Friday, January 9, 2009

How's this for odd? Minnesota sled dog race canceled because of too much snow?

Here’s another entry for the annals of noteworthy winter weather: The dogsled race near Frazee, Minn., has been canceled because there’s too much snow.


Too much fluffy snow that keeps drifting and therefore made it impossible to maintain a groomed trail.


That poses a safety risk to the dogs, supercharged canines whose mushers need a groomed trail to drop a hook to stop when necessary.


“We can’t pack it,” race organizer Eddy Streeper said Monday. “We just can’t get it packed. We had to speak up on behalf of the dogs.”


The Third Crossing Sled Dog Rendezvous, slated for Jan. 23-24, would have been the ninth annual running of the sprint races, which twice were canceled for lack of snow.

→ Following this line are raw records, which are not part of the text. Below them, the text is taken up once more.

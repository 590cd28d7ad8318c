//! Depth-only draw submissions.
//!
//! The scene records its shadow casters once per light; the shadow pass
//! replays the list into every cube face.

use glam::Mat4;

/// Index data of a [`DepthGeometry`].
#[derive(Debug, Clone)]
pub struct IndexedGeometry {
    pub buffer: wgpu::Buffer,
    pub format: wgpu::IndexFormat,
    pub count: u32,
}

/// Vertex data readable by the depth pipeline.
///
/// Positions must be `Float32x3` at byte offset 0 of each vertex.
#[derive(Debug, Clone)]
pub struct DepthGeometry {
    pub vertex_buffer: wgpu::Buffer,
    pub vertex_stride: u64,
    pub vertex_count: u32,
    pub index: Option<IndexedGeometry>,
}

#[derive(Debug, Clone)]
pub struct DepthDraw {
    pub geometry: DepthGeometry,
    pub model: Mat4,
}

/// Ordered depth draws for one light.
#[derive(Debug, Default)]
pub struct DepthDrawList {
    draws: Vec<DepthDraw>,
}

impl DepthDrawList {
    #[must_use]
    pub fn new() -> Self {
        Self::default()
    }

    pub fn push(&mut self, geometry: DepthGeometry, model: Mat4) {
        self.draws.push(DepthDraw { geometry, model });
    }

    pub fn clear(&mut self) {
        self.draws.clear();
    }

    #[must_use]
    pub fn len(&self) -> usize {
        self.draws.len()
    }

    #[must_use]
    pub fn is_empty(&self) -> bool {
        self.draws.is_empty()
    }

    pub fn iter(&self) -> std::slice::Iter<'_, DepthDraw> {
        self.draws.iter()
    }
}
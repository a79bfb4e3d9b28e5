mod generalize;
mod pseudonymize;

pub use generalize::Generalize;
pub use pseudonymize::Pseudonymize;

use crate::directive::IntervalSize;
use arrow::{array::ArrayRef, datatypes::DataType, error::ArrowError};
use deid_core::ColumnKind;
use thiserror::Error;

#[derive(Error, Debug)]
pub enum ColumnTransformationError {
    #[error("unsupported type: {0}")]
    UnsupportedType(DataType),

    #[error("failed to downcast array")]
    DowncastFailed,

    #[error(transparent)]
    Arrow(#[from] ArrowError),
}

pub type ColumnTransformationResult<T> = Result<T, ColumnTransformationError>;

pub struct ColumnTransformationOutput {
    pub data_type: DataType,
    /// Whether the transformation can produce nulls for non-null input.
    pub nullable: bool,
}

pub trait ColumnTransformation: Send + Sync {
    fn transform_data(&self, data: ArrayRef) -> ColumnTransformationResult<ArrayRef>;
    fn output_format(&self, input: &DataType)
        -> ColumnTransformationResult<ColumnTransformationOutput>;
}

/// Picks the transformation for a column kind. Text columns ignore the interval.
pub fn transformation_for(
    kind: ColumnKind,
    interval: IntervalSize,
) -> Box<dyn ColumnTransformation> {
    match kind {
        ColumnKind::Numeric => Box::new(Generalize::new(interval)),
        ColumnKind::Text => Box::new(Pseudonymize),
    }
}
use thiserror::Error;

#[derive(Error, Debug)]
pub enum DatasetError {
    #[error(transparent)]
    Arrow(#[from] arrow::error::ArrowError),

    #[error("unknown column: {0}")]
    UnknownColumn(String),
}
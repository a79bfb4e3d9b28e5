mod anonymizer;
pub mod column_transformations;
mod config;
mod context;
mod directive;
mod error;
mod task;

pub use crate::anonymizer::anonymize;
pub use crate::config::{
    load_config, parse_config, AnonymizationConfig, ColumnConfiguration, ContextConfig,
};
pub use crate::context::ExecutionContext;
pub use crate::directive::{
    AnonymizationRequest, ColumnDirectives, IntervalSize, UnlistedTextPolicy,
};
pub use crate::error::AnonymizationError;
pub use crate::task::{AnonymizationOutcome, AnonymizationTask};
pub use ::config::FileFormat;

This winter, as anyone with a driveway knows, has been a season of prodigious snows.


The Frazee area has received about 3 feet of snow, but winds keep creating drifts of 4 feet or more over the course, which was to host races of four to 14 miles.


“The drifting aspect is just unbelievable,” said Streeper, a native of Canada who has been involved with dogsled racing for 25 years. “I’ve never seen anything like it.”


The National Weather Service doesn’t tally snow accumulations and moisture content for Frazee. But snowfalls in Fargo, 54 miles to the northwest, have totaled 39.3 inches since October, with 2.37 liquid inches.


That translates into a moisture content of 6 percent – snow is considered wet at around 30 percent to 35 percent. That dry, fluffy snow is just too deep.


Cancellation of the dog races is a blow to Frazee, population 1,374. Last year’s two-day event drew 2,000 to 3,000 spectators, and contestants come from as far as Alaska, five Canadian provinces and five or six states.


“This is the NASCAR of sled-dogging, the sprint ones,” said Gale Kaas, Frazee Sled Dog Club secretary.


“We’ll try again next year,” Streeper added. “We’ll see what the weather does to us.”